## Your objective
Count up the lines in the following listing that hold the word "subject", then give only that count.

[Data under study]

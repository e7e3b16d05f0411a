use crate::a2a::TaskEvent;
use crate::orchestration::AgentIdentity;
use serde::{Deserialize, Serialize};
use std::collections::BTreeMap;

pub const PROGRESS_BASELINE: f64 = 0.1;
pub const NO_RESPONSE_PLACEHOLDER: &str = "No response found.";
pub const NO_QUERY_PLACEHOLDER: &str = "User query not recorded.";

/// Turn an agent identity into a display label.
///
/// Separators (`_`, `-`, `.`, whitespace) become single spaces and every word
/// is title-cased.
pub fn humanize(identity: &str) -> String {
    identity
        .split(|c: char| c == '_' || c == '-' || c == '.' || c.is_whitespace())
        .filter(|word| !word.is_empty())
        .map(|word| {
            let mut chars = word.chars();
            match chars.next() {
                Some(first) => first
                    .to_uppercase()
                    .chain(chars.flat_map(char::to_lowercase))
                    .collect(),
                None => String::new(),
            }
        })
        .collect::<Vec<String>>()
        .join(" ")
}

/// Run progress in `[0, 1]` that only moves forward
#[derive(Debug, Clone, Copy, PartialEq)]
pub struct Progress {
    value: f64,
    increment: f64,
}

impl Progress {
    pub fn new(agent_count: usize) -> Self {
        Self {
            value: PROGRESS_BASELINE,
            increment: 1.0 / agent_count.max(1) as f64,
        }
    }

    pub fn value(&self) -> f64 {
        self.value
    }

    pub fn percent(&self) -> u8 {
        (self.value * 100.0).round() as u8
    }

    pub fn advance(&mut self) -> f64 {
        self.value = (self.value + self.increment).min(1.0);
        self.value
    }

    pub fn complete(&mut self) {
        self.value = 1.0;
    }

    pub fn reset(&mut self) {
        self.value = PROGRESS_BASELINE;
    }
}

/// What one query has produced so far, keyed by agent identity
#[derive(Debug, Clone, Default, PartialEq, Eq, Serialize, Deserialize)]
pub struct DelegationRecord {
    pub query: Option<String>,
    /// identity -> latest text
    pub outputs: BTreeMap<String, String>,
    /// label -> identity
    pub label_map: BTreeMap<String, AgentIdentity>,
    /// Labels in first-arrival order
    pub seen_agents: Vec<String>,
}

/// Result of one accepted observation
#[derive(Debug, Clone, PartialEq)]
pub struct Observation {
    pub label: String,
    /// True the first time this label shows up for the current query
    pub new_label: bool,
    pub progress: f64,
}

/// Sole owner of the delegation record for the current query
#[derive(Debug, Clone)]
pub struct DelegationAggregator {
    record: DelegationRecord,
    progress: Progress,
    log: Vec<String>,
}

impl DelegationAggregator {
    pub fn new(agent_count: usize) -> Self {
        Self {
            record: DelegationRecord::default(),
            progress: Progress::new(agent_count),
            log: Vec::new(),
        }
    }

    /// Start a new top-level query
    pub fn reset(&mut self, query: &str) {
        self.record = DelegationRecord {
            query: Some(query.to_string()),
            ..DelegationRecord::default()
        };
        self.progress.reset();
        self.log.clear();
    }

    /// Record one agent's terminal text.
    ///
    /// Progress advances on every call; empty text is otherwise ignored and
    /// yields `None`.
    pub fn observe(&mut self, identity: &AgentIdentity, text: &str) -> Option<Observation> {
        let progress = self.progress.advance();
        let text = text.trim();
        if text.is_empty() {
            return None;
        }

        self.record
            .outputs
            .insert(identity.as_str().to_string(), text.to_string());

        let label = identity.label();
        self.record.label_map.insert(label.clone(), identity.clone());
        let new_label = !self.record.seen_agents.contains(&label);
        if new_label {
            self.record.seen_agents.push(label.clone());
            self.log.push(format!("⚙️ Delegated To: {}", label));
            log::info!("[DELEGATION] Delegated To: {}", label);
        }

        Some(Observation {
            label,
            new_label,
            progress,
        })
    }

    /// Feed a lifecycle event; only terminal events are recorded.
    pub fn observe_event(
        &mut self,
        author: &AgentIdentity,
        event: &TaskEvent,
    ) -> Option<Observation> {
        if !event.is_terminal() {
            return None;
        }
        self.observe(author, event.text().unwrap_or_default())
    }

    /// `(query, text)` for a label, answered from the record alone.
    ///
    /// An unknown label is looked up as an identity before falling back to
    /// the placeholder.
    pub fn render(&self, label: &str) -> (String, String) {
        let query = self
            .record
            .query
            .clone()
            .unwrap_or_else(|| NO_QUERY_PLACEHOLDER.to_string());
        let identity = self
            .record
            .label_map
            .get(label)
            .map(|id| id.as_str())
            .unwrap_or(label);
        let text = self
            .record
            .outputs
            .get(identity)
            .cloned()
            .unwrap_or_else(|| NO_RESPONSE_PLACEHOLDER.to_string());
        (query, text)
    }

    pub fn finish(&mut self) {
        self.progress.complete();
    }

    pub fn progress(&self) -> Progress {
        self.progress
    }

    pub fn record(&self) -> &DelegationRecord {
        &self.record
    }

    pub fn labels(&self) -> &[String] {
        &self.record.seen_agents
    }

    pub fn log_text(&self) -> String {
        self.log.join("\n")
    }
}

[/Data under study]
[Data under study]

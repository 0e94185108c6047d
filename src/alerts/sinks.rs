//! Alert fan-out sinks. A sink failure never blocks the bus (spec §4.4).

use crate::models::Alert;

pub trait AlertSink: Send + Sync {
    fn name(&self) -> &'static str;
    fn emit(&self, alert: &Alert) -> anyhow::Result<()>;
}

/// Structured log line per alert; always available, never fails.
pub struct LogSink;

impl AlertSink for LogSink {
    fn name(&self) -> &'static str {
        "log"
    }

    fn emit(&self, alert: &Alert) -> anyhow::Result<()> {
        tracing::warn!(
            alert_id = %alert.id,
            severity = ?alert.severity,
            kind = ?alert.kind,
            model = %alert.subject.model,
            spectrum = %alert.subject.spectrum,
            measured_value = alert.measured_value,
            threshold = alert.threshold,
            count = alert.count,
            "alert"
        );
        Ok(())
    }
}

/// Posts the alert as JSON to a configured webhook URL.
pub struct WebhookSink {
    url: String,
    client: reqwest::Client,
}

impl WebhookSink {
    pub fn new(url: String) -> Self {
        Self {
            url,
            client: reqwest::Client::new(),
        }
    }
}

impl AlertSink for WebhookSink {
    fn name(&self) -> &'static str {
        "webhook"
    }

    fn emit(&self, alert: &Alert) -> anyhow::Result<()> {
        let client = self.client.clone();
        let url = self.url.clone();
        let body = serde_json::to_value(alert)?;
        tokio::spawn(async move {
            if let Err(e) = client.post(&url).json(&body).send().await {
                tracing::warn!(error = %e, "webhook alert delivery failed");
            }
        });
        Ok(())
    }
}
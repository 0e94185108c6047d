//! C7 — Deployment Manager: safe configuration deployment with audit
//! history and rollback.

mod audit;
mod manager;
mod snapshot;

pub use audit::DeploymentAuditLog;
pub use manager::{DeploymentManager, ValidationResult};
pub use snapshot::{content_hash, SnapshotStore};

[/Data under study]
[Data under study]

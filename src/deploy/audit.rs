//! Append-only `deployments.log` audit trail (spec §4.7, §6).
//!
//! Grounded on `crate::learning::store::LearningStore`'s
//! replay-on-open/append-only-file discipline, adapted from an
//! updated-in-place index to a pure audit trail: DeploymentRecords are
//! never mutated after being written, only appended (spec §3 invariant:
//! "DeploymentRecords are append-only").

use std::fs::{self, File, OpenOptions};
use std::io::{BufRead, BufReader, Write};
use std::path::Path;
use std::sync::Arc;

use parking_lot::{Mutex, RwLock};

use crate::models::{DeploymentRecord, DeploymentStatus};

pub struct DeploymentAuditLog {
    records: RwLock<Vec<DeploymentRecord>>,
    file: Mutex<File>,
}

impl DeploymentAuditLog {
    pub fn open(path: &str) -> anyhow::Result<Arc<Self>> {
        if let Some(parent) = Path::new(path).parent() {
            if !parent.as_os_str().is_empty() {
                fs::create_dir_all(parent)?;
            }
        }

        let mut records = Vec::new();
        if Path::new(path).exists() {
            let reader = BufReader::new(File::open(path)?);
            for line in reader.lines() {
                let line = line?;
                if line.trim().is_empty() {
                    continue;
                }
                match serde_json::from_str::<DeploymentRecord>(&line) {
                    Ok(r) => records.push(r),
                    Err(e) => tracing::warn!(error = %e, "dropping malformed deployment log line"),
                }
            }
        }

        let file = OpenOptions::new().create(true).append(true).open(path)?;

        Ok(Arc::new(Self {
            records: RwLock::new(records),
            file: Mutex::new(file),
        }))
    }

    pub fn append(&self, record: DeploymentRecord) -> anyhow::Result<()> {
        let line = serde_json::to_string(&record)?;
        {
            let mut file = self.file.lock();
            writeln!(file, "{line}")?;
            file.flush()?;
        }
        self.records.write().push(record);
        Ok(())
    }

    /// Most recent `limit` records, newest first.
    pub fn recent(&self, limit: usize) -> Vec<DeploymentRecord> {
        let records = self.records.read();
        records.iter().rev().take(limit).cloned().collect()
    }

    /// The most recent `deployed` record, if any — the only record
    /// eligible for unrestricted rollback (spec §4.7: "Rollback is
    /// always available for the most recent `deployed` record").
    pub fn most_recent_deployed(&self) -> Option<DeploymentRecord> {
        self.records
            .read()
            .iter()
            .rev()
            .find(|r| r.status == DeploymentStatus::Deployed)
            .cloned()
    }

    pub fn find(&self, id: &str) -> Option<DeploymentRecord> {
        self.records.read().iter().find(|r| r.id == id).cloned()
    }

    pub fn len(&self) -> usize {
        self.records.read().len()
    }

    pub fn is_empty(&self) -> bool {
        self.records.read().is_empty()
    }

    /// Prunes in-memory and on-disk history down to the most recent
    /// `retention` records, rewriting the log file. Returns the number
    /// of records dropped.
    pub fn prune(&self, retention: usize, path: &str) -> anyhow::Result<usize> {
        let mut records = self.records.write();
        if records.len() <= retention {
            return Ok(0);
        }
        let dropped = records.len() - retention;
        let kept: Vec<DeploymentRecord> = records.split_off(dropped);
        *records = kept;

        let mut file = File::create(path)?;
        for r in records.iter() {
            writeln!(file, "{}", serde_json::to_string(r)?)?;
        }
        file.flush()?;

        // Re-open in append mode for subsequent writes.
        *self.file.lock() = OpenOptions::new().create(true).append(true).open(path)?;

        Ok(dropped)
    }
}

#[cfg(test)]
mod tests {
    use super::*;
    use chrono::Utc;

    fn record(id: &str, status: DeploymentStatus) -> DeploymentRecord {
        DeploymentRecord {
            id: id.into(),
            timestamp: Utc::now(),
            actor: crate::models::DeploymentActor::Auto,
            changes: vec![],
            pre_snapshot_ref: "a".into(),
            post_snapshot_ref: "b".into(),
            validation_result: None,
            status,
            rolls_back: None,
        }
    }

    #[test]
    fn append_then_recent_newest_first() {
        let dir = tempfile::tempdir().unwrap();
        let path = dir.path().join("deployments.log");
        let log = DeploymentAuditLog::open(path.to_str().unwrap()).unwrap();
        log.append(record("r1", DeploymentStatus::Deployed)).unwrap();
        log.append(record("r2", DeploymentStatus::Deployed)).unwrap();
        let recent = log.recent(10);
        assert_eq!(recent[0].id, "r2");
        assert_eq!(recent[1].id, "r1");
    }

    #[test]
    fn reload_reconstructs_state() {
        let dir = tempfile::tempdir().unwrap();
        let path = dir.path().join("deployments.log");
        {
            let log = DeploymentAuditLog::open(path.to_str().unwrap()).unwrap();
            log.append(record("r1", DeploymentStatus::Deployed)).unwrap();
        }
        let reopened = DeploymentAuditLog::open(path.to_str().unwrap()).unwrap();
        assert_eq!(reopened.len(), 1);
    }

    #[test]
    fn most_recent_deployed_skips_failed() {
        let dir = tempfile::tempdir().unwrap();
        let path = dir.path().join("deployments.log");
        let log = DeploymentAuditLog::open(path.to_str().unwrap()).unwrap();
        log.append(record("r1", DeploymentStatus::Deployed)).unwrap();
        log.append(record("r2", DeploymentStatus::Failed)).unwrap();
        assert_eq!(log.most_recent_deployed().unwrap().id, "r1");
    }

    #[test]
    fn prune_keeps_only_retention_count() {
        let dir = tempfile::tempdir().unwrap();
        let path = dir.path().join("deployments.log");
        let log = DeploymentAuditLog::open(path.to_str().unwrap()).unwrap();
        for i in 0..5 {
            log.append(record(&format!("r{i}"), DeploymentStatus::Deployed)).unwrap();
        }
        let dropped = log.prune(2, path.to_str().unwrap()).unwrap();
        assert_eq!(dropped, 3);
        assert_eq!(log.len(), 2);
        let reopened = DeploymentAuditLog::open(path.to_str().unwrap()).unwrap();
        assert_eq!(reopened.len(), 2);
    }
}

[/Data under study]

## Exercise answer
2